### [THE TASK]
Report every line of the records that includes the word "owning".

### [GIVEN DATA]
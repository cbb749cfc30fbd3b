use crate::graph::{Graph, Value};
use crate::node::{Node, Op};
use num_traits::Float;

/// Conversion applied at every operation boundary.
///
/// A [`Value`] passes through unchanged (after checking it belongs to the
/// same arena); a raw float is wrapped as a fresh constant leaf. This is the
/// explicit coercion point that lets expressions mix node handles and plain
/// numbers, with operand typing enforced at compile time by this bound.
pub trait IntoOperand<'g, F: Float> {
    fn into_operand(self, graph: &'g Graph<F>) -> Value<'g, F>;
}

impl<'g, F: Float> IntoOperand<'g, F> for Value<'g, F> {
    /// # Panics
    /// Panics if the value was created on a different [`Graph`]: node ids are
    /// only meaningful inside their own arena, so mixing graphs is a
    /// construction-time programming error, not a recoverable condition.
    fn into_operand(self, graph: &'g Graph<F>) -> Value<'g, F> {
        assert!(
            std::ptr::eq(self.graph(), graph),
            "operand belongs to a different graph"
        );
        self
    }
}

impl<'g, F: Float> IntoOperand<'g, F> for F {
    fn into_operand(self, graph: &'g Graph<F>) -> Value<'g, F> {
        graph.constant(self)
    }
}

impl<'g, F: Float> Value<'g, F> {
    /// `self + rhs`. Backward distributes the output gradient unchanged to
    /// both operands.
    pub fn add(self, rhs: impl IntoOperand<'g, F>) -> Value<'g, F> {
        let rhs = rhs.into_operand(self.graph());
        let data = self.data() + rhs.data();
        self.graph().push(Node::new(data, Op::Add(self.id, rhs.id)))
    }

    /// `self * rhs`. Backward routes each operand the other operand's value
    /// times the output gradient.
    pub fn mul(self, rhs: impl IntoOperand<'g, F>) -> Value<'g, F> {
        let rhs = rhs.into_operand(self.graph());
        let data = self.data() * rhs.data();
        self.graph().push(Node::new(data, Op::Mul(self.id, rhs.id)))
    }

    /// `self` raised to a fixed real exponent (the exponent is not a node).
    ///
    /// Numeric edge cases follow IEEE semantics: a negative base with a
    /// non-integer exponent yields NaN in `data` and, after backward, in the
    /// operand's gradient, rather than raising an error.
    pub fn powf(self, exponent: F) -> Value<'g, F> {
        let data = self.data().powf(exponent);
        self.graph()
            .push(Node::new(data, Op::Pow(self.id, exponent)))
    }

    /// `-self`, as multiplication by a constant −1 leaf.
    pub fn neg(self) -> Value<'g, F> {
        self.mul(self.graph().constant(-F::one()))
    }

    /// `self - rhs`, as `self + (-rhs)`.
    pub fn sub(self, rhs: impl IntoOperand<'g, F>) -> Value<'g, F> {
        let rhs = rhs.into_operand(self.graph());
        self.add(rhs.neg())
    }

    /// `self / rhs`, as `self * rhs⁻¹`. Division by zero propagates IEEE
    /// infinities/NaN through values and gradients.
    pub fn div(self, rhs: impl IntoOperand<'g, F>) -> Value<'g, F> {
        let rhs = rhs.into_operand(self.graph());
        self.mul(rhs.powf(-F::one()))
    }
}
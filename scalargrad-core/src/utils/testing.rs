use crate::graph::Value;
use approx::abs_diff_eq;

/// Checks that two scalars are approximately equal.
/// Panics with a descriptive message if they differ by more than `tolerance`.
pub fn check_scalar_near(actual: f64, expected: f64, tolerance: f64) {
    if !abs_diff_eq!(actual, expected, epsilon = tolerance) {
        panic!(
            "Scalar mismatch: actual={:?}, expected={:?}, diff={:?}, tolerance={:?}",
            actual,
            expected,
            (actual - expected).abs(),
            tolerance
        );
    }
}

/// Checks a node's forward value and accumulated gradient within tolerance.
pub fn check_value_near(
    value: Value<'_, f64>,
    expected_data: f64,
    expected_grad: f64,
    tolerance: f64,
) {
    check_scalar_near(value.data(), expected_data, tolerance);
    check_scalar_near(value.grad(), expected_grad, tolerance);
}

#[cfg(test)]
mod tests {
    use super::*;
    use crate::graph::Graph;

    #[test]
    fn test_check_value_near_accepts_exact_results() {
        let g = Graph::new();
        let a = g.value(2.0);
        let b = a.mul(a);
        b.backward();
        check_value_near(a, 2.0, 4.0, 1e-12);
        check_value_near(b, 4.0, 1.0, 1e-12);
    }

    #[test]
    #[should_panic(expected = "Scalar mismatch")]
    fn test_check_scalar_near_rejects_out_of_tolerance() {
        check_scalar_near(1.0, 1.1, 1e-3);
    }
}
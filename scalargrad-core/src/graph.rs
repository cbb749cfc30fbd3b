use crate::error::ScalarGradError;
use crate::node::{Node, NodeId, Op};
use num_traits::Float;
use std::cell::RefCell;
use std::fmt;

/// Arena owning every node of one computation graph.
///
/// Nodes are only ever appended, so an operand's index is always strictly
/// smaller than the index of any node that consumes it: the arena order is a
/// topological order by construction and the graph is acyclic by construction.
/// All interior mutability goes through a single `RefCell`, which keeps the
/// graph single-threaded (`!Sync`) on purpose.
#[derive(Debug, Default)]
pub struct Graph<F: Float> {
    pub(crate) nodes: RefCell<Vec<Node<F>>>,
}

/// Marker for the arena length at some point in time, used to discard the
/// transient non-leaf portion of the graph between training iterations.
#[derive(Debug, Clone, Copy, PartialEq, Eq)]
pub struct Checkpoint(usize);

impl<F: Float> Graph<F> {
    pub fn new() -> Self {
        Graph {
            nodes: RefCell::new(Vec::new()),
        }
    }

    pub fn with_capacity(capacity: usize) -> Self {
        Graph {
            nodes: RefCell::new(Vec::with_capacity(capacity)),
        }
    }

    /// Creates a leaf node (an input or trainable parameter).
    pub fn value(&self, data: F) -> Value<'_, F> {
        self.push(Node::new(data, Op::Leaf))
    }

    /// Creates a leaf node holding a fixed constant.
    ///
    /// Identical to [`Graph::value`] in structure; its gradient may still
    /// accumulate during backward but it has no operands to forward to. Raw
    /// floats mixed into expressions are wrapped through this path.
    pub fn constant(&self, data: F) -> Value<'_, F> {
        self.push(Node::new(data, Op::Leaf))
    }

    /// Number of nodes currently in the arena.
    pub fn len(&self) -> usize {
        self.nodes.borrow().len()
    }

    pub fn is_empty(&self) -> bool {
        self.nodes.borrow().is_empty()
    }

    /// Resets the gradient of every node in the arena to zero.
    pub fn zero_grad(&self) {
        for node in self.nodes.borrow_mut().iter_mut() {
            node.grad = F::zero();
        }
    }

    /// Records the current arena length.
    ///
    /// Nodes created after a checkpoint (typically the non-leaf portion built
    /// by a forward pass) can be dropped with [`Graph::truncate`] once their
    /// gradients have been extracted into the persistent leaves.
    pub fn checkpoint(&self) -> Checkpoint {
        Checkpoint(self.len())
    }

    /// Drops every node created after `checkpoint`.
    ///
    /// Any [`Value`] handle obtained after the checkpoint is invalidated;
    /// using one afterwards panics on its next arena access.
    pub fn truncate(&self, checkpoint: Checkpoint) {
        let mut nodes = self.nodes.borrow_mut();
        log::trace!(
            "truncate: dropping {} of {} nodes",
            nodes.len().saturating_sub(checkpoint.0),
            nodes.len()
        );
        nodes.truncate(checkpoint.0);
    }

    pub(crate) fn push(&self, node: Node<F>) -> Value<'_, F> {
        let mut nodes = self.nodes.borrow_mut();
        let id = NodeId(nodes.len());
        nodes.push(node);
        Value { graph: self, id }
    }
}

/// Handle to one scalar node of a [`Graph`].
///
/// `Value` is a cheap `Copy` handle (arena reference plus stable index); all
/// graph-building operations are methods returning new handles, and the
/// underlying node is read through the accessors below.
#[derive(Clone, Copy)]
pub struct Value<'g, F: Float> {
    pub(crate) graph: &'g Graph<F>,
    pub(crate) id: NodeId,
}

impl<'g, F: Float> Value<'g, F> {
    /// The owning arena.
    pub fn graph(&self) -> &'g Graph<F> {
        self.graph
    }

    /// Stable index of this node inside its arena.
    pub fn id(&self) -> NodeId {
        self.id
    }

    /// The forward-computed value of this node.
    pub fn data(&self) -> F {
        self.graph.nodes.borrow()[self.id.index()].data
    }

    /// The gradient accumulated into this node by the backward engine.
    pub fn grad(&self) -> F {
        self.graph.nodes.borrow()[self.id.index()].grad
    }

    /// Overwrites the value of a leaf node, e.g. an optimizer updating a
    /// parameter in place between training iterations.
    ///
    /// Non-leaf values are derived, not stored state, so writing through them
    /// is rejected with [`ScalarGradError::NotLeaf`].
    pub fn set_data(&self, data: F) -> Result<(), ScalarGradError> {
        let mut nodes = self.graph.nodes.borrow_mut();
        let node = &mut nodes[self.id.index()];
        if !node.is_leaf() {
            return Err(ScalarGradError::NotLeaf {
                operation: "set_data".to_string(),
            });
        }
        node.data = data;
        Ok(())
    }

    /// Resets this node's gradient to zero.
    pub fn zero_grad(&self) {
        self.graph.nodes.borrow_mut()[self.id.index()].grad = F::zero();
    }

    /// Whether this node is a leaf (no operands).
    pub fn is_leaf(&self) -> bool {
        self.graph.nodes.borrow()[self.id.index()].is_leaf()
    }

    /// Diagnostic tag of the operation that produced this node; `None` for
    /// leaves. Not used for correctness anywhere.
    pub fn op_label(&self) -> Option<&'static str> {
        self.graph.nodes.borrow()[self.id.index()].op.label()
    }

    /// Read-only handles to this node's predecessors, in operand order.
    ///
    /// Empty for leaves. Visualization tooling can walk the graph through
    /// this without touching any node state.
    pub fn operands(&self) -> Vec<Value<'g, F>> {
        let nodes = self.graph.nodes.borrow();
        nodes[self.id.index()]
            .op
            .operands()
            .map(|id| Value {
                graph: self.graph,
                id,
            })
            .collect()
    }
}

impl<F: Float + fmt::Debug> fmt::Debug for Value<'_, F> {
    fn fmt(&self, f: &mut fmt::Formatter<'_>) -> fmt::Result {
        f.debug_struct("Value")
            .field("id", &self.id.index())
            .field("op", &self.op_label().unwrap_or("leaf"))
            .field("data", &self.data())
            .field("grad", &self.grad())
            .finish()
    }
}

### [EXPECTED ANSWER]
/// Arena owning every node of one computation graph.
    /// The owning arena.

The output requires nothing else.